For what it's worth, the data says the 90th percentile rating is at 1927. However, the distribution is calculated from currently active players, raising the 90th percentile to 2075 currently. For reference, GM Hikaru Nakamura (one of the world's top blitz players) was able to jump from total beginner (600 USCF ~1100 Lichess) to the 90th percentile (1800 USCF, ~2000 Lichess) in just 2 years (Jan 1995 - Jan 1997). So best case scenario if you're a chess prodigy, you can get into the 90th percentile in 2 years of serious study.

Given the ambiguous nature of this question, I decided to focus on improvement rate rather than trying to answer something like how long it takes to go from total beginner to grandmaster. Grandmasters don't represent the "normal" player progression almost by definition, the improvement of the average person is what I'm interested in, and there's also far more available data to work with.

For details of the extraction and analysis please see the full description on GitHub.

After extracting the data for rating per player over time (including games as white and black), filtering for one time control, calculating the monthly average, aligning everyone's starting dates, assigning the ratings into rating bins, and averaging the ratings by the rating bins, we get the plot below:

Rating vs time

From the graph, it looks like improvement rate depends a lot on what your current rating is. As one might expect, lower ratings have the greatest opportunity to improve quickly, while higher elo ratings will take much longer to see improvement. Most players in the 800-1000 rating range (about 6% of players) will see their rating jump up 100 points in just a few months of activity. Most players in the 1600-2000 range (27% of players) will take 4 years or more to move up 100 points though. The bump around the 3 year mark may be an artefact of the total data set containing 5.5 years of data. This means there will be far fewer players and data points by the 3 year point.

I also investigated whether players who played lots of games improved more than those with fewer games. It seems like no matter how the data is sliced up though, there does not seem to be a clear 1:1 linear correlation between improvement rate and number of games played. There's maybe a slight upward trend with rating gain vs games per month, but it seems to be a weak trend.

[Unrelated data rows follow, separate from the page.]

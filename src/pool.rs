//! The pool: page selection, allocation, recycling, and accounting.

use std::collections::HashMap;
use std::sync::atomic::{AtomicUsize, Ordering};
use std::sync::Arc;

use dashmap::DashMap;
use tracing::{debug, warn};

use crate::buffer::{BufHandle, PooledBuf};
use crate::config::PoolConfig;
use crate::error::{PoolError, Result};
use crate::page::Page;
use crate::stats::{PageOccupancy, PoolStats, PoolStatsSnapshot, PoolStatus};
use crate::utils::chunks_for;

/// Fixed-capacity, page-structured pool of raw byte buffers.
///
/// The pool reserves all of its pages at construction and satisfies
/// arbitrary-size requests from fixed-size chunks, handing back zero-copy
/// [`PooledBuf`] views. Allocation shards contention across pages: a racy
/// atomic cursor spreads successive requests over the page array, and each
/// page serializes its own chunk bookkeeping behind its own lock.
///
/// `BufferPool` is cheap to clone (the clone shares the same pages) and is
/// `Send + Sync`, so one pool can serve many worker threads directly.
///
/// # Example
///
/// ```
/// use pagepool::{BufferPool, PoolConfig};
///
/// # fn main() -> pagepool::Result<()> {
/// let pool = BufferPool::new(PoolConfig::new(4096, 1024, 4))?;
///
/// let mut buf = pool.allocate(1500)?;
/// assert_eq!(buf.capacity(), 2048); // rounded up to whole chunks
/// buf.put_slice(b"response payload")?;
/// assert_eq!(&buf[..], b"response payload");
///
/// pool.recycle(buf);
/// # Ok(())
/// # }
/// ```
#[derive(Clone)]
pub struct BufferPool {
    inner: Arc<PoolInner>,
}

pub(crate) struct PoolInner {
    config: PoolConfig,
    pages: Box<[Page]>,
    /// Sticky page cursor. Every allocation bumps it and a success
    /// overwrites it with the winning page index. Racy on purpose: it is a
    /// load-balancing heuristic with no correctness obligation — page locks
    /// alone guarantee consistency.
    next_page: AtomicUsize,
    /// Outstanding bytes per requester. Entries are created lazily on a
    /// requester's first allocation; updates go through the map's entry
    /// guard so a read-modify-write on one key cannot lose increments.
    usage: DashMap<Arc<str>, u64>,
    stats: PoolStats,
}

impl BufferPool {
    /// Build a pool, reserving all pages eagerly (zero-initialized).
    ///
    /// Fails with [`PoolError::InvalidConfig`] on a configuration that
    /// could never satisfy a request.
    pub fn new(config: PoolConfig) -> Result<Self> {
        config.validate()?;
        let pages: Box<[Page]> = (0..config.page_count)
            .map(|_| Page::new(config.page_size, config.chunk_size))
            .collect();
        debug!(
            page_count = config.page_count,
            page_size = config.page_size,
            chunk_size = config.chunk_size,
            "reserved buffer pool pages"
        );
        Ok(Self {
            inner: Arc::new(PoolInner {
                config,
                pages,
                next_page: AtomicUsize::new(0),
                usage: DashMap::new(),
                stats: PoolStats::default(),
            }),
        })
    }

    /// Build a pool from [`PoolConfig::default`].
    pub fn with_defaults() -> Result<Self> {
        Self::new(PoolConfig::default())
    }

    /// Allocate a view of at least `size` bytes (rounded up to whole
    /// chunks).
    ///
    /// Picks a starting page from the sticky cursor, scans forward to the
    /// end of the page array, then wraps around and scans the remainder, so
    /// capacity anywhere in the pool is found before the request is
    /// declared unsatisfiable. Never blocks or retries: exhaustion returns
    /// [`PoolError::Exhausted`] immediately and the caller decides whether
    /// to fall back to an unpooled buffer.
    pub fn allocate(&self, size: usize) -> Result<PooledBuf> {
        let inner = &self.inner;
        inner.stats.record_allocate();
        if size == 0 {
            return Err(PoolError::InvalidSize);
        }

        let chunk_size = inner.config.chunk_size;
        let chunk_count = chunks_for(size, chunk_size);

        // A run longer than a page can never fit; skip the scan.
        if chunk_count <= inner.config.chunks_per_page() {
            let page_count = inner.pages.len();
            let start = inner.next_page.fetch_add(1, Ordering::Relaxed) % page_count;
            let won = (start..page_count).chain(0..start).find_map(|page| {
                inner.pages[page]
                    .allocate_run(chunk_count)
                    .map(|start_chunk| (page, start_chunk))
            });

            if let Some((page, start_chunk)) = won {
                // Best-effort stickiness; a concurrent winner may overwrite.
                inner.next_page.store(page, Ordering::Relaxed);
                inner.stats.record_allocate_success();

                let capacity = chunk_count * chunk_size;
                let owner = requester_label();
                *inner.usage.entry(Arc::clone(&owner)).or_insert(0) += capacity as u64;

                return Ok(PooledBuf::new(
                    inner.pages[page].chunk_ptr(start_chunk),
                    capacity,
                    BufHandle {
                        page,
                        start_chunk,
                        chunk_count,
                    },
                    owner,
                    Arc::clone(inner),
                ));
            }
        }

        warn!(
            requested = size,
            chunks = chunk_count,
            "buffer pool exhausted"
        );
        Err(PoolError::Exhausted {
            requested: size,
            chunks: chunk_count,
        })
    }

    /// Return a view to the pool.
    ///
    /// Consumes the view, so it can be neither used nor recycled again.
    /// Dropping a view has the same effect; the explicit form exists for
    /// call sites where the return is a meaningful event (a flushed write
    /// buffer, a fully parsed request).
    pub fn recycle(&self, buf: PooledBuf) {
        if !Arc::ptr_eq(&self.inner, buf.pool()) {
            // The view still returns to the pool that owns it when dropped;
            // this pool's state is untouched.
            warn!("recycled buffer belongs to a different pool");
        }
        drop(buf);
    }

    /// Grow a view to twice its current capacity.
    ///
    /// On success the view's written prefix is preserved at the same
    /// offsets, its capacity doubles, and the old chunk run is released.
    /// On failure the view is untouched and still valid, and the caller
    /// handles the condition as a size limit. The `&mut` receiver makes
    /// the caller's exclusive access a compile-time guarantee.
    pub fn expand(&self, buf: &mut PooledBuf) -> Result<()> {
        if !Arc::ptr_eq(&self.inner, buf.pool()) {
            return Err(PoolError::ForeignBuffer);
        }

        let mut grown = self.allocate(buf.capacity() * 2)?;
        grown.put_slice(buf.as_slice())?;
        debug!(
            old_capacity = buf.capacity(),
            new_capacity = grown.capacity(),
            "expanded pooled buffer"
        );
        core::mem::swap(buf, &mut grown);
        // `grown` now holds the old run; dropping it releases the chunks.
        Ok(())
    }

    /// Total reserved capacity in bytes (`page_count × page_size`).
    pub fn capacity_bytes(&self) -> usize {
        self.inner.config.capacity_bytes()
    }

    /// Bytes per chunk.
    pub fn chunk_size_bytes(&self) -> usize {
        self.inner.config.chunk_size
    }

    /// Bytes per page.
    pub fn page_size_bytes(&self) -> usize {
        self.inner.config.page_size
    }

    /// Number of pages.
    pub fn page_count(&self) -> usize {
        self.inner.pages.len()
    }

    /// Chunk count reserved for a cooperating component's shared read
    /// buffers; not interpreted by the pool.
    pub fn shared_read_chunk_count(&self) -> usize {
        self.inner.config.shared_read_chunk_count
    }

    /// Free chunks summed over all pages. Diagnostic: the value can be
    /// stale by the time it is read under concurrency.
    pub fn free_chunks(&self) -> usize {
        self.inner.pages.iter().map(Page::free_chunks).sum()
    }

    /// Outstanding bytes per requester.
    pub fn usage_snapshot(&self) -> HashMap<String, u64> {
        self.inner
            .usage
            .iter()
            .map(|entry| (entry.key().to_string(), *entry.value()))
            .collect()
    }

    /// Snapshot of the operation counters.
    pub fn stats(&self) -> PoolStatsSnapshot {
        self.inner.stats.snapshot()
    }

    /// Counters plus per-page occupancy, for operators.
    pub fn status(&self) -> PoolStatus {
        PoolStatus {
            capacity_bytes: self.capacity_bytes(),
            stats: self.stats(),
            pages: self
                .inner
                .pages
                .iter()
                .map(|page| PageOccupancy {
                    used_chunks: page.used_chunks(),
                    chunk_count: page.chunk_count(),
                })
                .collect(),
        }
    }

    /// Rendered [`status`](BufferPool::status), for admin consoles.
    pub fn status_text(&self) -> String {
        self.status().to_string()
    }
}

impl PoolInner {
    /// Return a view's chunk run to its page and settle accounting.
    ///
    /// Called exactly once per view, from the view's drop. A handle that
    /// fails bounds checks is ignored with a warning: it signals a logic
    /// error upstream, never corrupts pool state, and shows up in the
    /// counters as an unmatched recycle.
    pub(crate) fn release(&self, handle: BufHandle, owner: &Arc<str>, capacity: usize) {
        self.stats.record_recycle();
        let freed = self
            .pages
            .get(handle.page)
            .is_some_and(|page| page.free_run(handle.start_chunk, handle.chunk_count));
        if freed {
            self.stats.record_recycle_success();
            if let Some(mut used) = self.usage.get_mut(owner) {
                *used = used.saturating_sub(capacity as u64);
            }
        } else {
            warn!(
                page = handle.page,
                start_chunk = handle.start_chunk,
                chunk_count = handle.chunk_count,
                "unmatched buffer release ignored"
            );
        }
    }
}

thread_local! {
    static REQUESTER_LABEL: Arc<str> = {
        let current = std::thread::current();
        match current.name() {
            Some(name) => Arc::from(name),
            None => Arc::from(format!("{:?}", current.id()).as_str()),
        }
    };
}

/// Identity the current thread's allocations are accounted against: the
/// thread name, or the thread id for unnamed threads.
fn requester_label() -> Arc<str> {
    REQUESTER_LABEL.with(Arc::clone)
}

#[cfg(test)]
mod tests {
    use super::*;

    fn small_pool() -> BufferPool {
        // 4 pages of 4 KB, 1 KB chunks: 16 chunks total.
        BufferPool::new(PoolConfig::new(4096, 1024, 4)).unwrap()
    }

    #[test]
    fn allocation_rounds_up_to_chunks() {
        let pool = small_pool();
        let buf = pool.allocate(1).unwrap();
        assert_eq!(buf.capacity(), 1024);
        let buf2 = pool.allocate(1025).unwrap();
        assert_eq!(buf2.capacity(), 2048);
    }

    #[test]
    fn zero_size_is_rejected() {
        let pool = small_pool();
        assert_eq!(pool.allocate(0).unwrap_err(), PoolError::InvalidSize);
    }

    #[test]
    fn oversized_request_fails_without_scanning() {
        let pool = small_pool();
        // 5 chunks cannot fit in a 4-chunk page even though 16 are free.
        let err = pool.allocate(5 * 1024).unwrap_err();
        assert_eq!(
            err,
            PoolError::Exhausted {
                requested: 5 * 1024,
                chunks: 5
            }
        );
        assert_eq!(pool.free_chunks(), 16);
    }

    #[test]
    fn wrap_around_scan_finds_capacity_anywhere() {
        let pool = small_pool();
        // Which page serves which request depends on the racy cursor and is
        // deliberately unspecified; totals are what matters.
        let bufs: Vec<_> = (0..8).map(|_| pool.allocate(2048).unwrap()).collect();
        assert_eq!(pool.free_chunks(), 0);
        let status = pool.status();
        assert!(status.pages.iter().all(|p| p.used_chunks == p.chunk_count));
        drop(bufs);
        assert_eq!(pool.free_chunks(), 16);
    }

    #[test]
    fn configuration_queries() {
        let pool = BufferPool::new(
            PoolConfig::new(4096, 1024, 4).with_shared_read_chunk_count(2),
        )
        .unwrap();
        assert_eq!(pool.capacity_bytes(), 16 * 1024);
        assert_eq!(pool.chunk_size_bytes(), 1024);
        assert_eq!(pool.page_size_bytes(), 4096);
        assert_eq!(pool.page_count(), 4);
        assert_eq!(pool.shared_read_chunk_count(), 2);
    }

    #[test]
    fn invalid_config_is_rejected_at_construction() {
        assert!(BufferPool::new(PoolConfig::new(4096, 0, 4)).is_err());
        assert!(BufferPool::new(PoolConfig::new(4000, 1024, 4)).is_err());
    }

    #[test]
    fn unmatched_release_is_counted_not_fatal() {
        let pool = small_pool();
        let handle = BufHandle {
            page: 99,
            start_chunk: 0,
            chunk_count: 1,
        };
        pool.inner.release(handle, &Arc::from("nobody"), 1024);

        let stats = pool.stats();
        assert_eq!(stats.recycle_total, 1);
        assert_eq!(stats.recycle_success, 0);
        assert_eq!(stats.unmatched_recycles(), 1);
        assert_eq!(pool.free_chunks(), 16);
    }

    #[test]
    fn stale_run_release_is_bounds_checked() {
        let pool = small_pool();
        // Valid page, run extends past the end of the chunk table.
        let handle = BufHandle {
            page: 0,
            start_chunk: 3,
            chunk_count: 4,
        };
        pool.inner.release(handle, &Arc::from("nobody"), 4096);
        assert_eq!(pool.stats().unmatched_recycles(), 1);
        assert_eq!(pool.free_chunks(), 16);
    }

    #[test]
    fn clones_share_pages() {
        let pool = small_pool();
        let clone = pool.clone();
        let buf = pool.allocate(1024).unwrap();
        assert_eq!(clone.free_chunks(), 15);
        clone.recycle(buf);
        assert_eq!(pool.free_chunks(), 16);
    }
}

Net rating gain per month vs. number of games played per month

However, there does seem to be a sweet spot in the rating gain rate where a large portion of the players who have gained the most rating per month seem to cluster around 100-300 games per month, which comes out to a handful of games per day. That may be evidence that playing at least a few games here and there on a consistent basis will give the best chances at improving, but that could also be due to the fact that there are just more data points for players playing at that rate.

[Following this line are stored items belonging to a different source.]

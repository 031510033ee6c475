//! Fixed-capacity paged buffer pool with zero-copy views.
//!
//! This crate provides a pool allocator for the receive/send buffers of a
//! high-throughput network server, built to keep buffer churn off the global
//! allocator on the hot path:
//!
//! - All memory is reserved up front as a fixed array of pages, each divided
//!   into equal-size chunks.
//! - Requests of arbitrary byte size are satisfied by a first-fit run of
//!   contiguous chunks within a single page and handed back as zero-copy
//!   [`PooledBuf`] views.
//! - A racy, lock-free page cursor spreads successive allocations across
//!   pages; each page guards its own chunk map behind its own lock, so
//!   contention shards across the page array.
//! - Views are returned by value ([`BufferPool::recycle`] consumes them), so
//!   use-after-return and double-return are compile-time impossible, and a
//!   dropped view releases its chunks automatically.
//!
//! The pool never grows, never blocks, and never defragments: exhaustion is
//! an ordinary [`Err`](PoolError::Exhausted) and the caller picks the
//! fallback. Long-lived large allocations can fragment a page over time;
//! that is a documented property of first-fit chunk runs, not a defect.
//!
//! # Example
//!
//! ```
//! use pagepool::{BufferPool, PoolConfig};
//!
//! # fn main() -> pagepool::Result<()> {
//! // 4 pages x 4 chunks x 1024 bytes = 16 KB of pooled memory.
//! let pool = BufferPool::new(PoolConfig::new(4096, 1024, 4))?;
//!
//! let mut buf = pool.allocate(1500)?;
//! buf.put_slice(b"partial message")?;
//!
//! // A message outgrew its buffer: double the view, contents preserved.
//! pool.expand(&mut buf)?;
//! assert_eq!(&buf[..], b"partial message");
//! assert_eq!(buf.capacity(), 4096);
//!
//! pool.recycle(buf);
//! assert_eq!(pool.free_chunks(), 16);
//! # Ok(())
//! # }
//! ```

#![warn(missing_docs)]

mod buffer;
pub mod config;
pub mod error;
mod page;
mod pool;
mod stats;
mod utils;

pub use buffer::PooledBuf;
pub use config::PoolConfig;
pub use error::{PoolError, Result};
pub use pool::BufferPool;
pub use stats::{PageOccupancy, PoolStatsSnapshot, PoolStatus};

/// Library version.
pub const VERSION: &str = env!("CARGO_PKG_VERSION");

Regardless, the data does not give any indications that binging chess games like it's a full time job is going to make you a stronger chess player any faster than playing a few games per day on your lunch breaks.

So what does make you a better chess player? I can only assume that it takes additional study beyond mindlessly playing chess games (like many other skills in life). Perhaps by practicing tactics, studying chess strategy, or studying your games. That seems to be what all the top players do. I would love to take a look at player's tactics data or studying habits in relation to their improvement rate, but that data is not readily available/easily obtainable, especially at the scale of this dataset. As a project manager would say, that's probably out of scope for this project.